Apple Reaches 12% Market Share In U.S. Notebooks
bonch writes "Apple's U.S. notebook market share has doubled to 12% after shipping 1.33 million Macs in the quarter. Apple also shipped 8.11 million iPods, topping analyst estimates, for a net income of $472 million. Remember when Apple was dying?" From the article: "The iPod shipments appeared to calm investors worried that growth in that red-hot business was slowing and Apple's results topped what analysts had said was a conservative forecast. Shares of Apple were down some 24 percent since early May. 'Apple looked good,' said Jane Snorek, technology analyst with First American Funds. 'The PC numbers were great, too.'"

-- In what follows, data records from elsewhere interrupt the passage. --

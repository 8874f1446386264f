//! In-process simulated device
//!
//! [`SoftDevice`] plays the firmware side of the emulated transport: it
//! owns the shared memory window, publishes both channel descriptors,
//! serves submission queues from a firmware thread and answers through the
//! completion queues with interrupts. It is the device behind
//! [`TransportSelection::SysEmu`](crate::TransportSelection::SysEmu) and
//! the fixture of the test suite, so its behaviour can be scripted per
//! message id (status, payload, latency, duplicates, interleaved events).
//!
//! ## Address map
//!
//! ```text
//! BAR2 + 0x0000  compute descriptor
//! BAR2 + 0x1000  management descriptor
//! BAR0 + ...     mgmt SQ | mgmt CQ, scratch, trace, ops SQs | ops CQ
//! ```
//!
//! Device DRAM appears in the compute descriptor's region table but is not
//! backed by host memory.

use std::collections::{HashMap, VecDeque};
use std::sync::atomic::{AtomicBool, AtomicUsize, Ordering};
use std::sync::{Arc, Condvar, Mutex, PoisonError, Weak};
use std::thread::{self, JoinHandle};
use std::time::{Duration, Instant};

use bytes::Bytes;
use etsoc_chip::bar;
use etsoc_chip::dir::{
    self, boot, form_factor, region, DeviceInterface, GenericAttr, MemRegion, VqAttr,
    GENERIC_ATTR_SIZE, MEM_REGION_SIZE, VQ_ATTR_SIZE,
};
use etsoc_chip::mgmt::{self, CommandClass};
use etsoc_chip::ring::CONTROL_BLOCK_SIZE;
use etsoc_chip::wire::{CommonHeader, STATUS_SUCCESS};
use tracing::{debug, error, info, trace, warn};

use crate::backends::sysemu::SimBus;
use crate::error::{EtError, Result};
use crate::mmio::{MemoryWindow, MmioAccess};
use crate::protocol::{encode_event, encode_response};
use crate::ring::RingBuffer;

const PAGE: u64 = 0x1000;

/// Simulated device configuration
#[derive(Debug, Clone)]
pub struct SimConfig {
    /// Management SQ size in bytes, control block included
    pub mgmt_sq_size: u16,
    /// Management CQ size in bytes, control block included
    pub mgmt_cq_size: u16,
    /// Number of compute SQs
    pub ops_sq_count: u16,
    /// Compute SQ size in bytes, control block included
    pub ops_sq_size: u16,
    /// Compute CQ size in bytes, control block included
    pub ops_cq_size: u16,
    /// Firmware staging area
    pub scratch_size: u64,
    /// Management trace buffer
    pub trace_size: u64,
    /// Device address of host-managed DRAM
    pub dram_base: u64,
    /// Size of host-managed DRAM
    pub dram_size: u64,
    /// Time from start until the descriptors report ready
    pub boot_delay: Duration,
    /// Time the device stays down after `RESET_ETSOC`
    pub reset_delay: Duration,
    /// Default per-command processing time
    pub response_latency: Duration,
    /// Publish descriptors with a wrong CRC32
    pub corrupt_checksum: bool,
    /// Report a boot failure instead of becoming ready
    pub boot_error: bool,
    /// Minion shires present
    pub shire_mask: u64,
    /// Minion boot frequency in MHz
    pub boot_freq_mhz: u32,
    /// Thermal design power in watts
    pub tdp_watts: u16,
}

Apple might only have 12% of the market share in US Notebooks, but it's the top 12% :)
John
This is great news for Apple and all, and I want to see their market share increase as much as the next guy, but this estimate of marketshare is based on units *shipped*. Doesn't Sony use the same kind of logic when talking about PSP market share? Shouldn't we be looking at units *sold*?
Apple does a great job of making products people want to buy.
With the iPods, they seem to be unstoppable. No matter what other companies offer, people want the iPod + iTunes more. With laptops, they make a sexier product than almost anyone else. Even the die-hard Windows folks I know are buying Apple laptops, running OS X + Windows via BootCamp or via Parallels.
To top it off, they do all this with higher profit margins than any other company. It's no surprise that their market share, and their stock, are both on the rise.
The bigger Apple's market share, the more we'll see:
Competition. Microsoft has been lazy because they dominated the market for so long. If Apple becomes a serious competitor in the business world (where they're just really beginning to scratch the surface) then MS will feel the pinch and be forced to raise the quality of their product. We've seen nothing but good results from the CPU and video card races and price wars.
Realism. As Apple becomes more mainstream and falls into the hands of less competent users, we're going to see a lot of the myths about Apple go away. Its vaunted security comes at the price of ease of use, and I think we'll be seeing a lot of people wondering why they can't do on their Mac what they could do on their Dell...the answer is because they shouldn't have done it on the Dell to begin with, but that's beside the point. I've long said that for Apple to make a play for market dominance they'll have to dumb down their OS the way Microsoft did, and that will make them vulnerable, the same as Microsoft.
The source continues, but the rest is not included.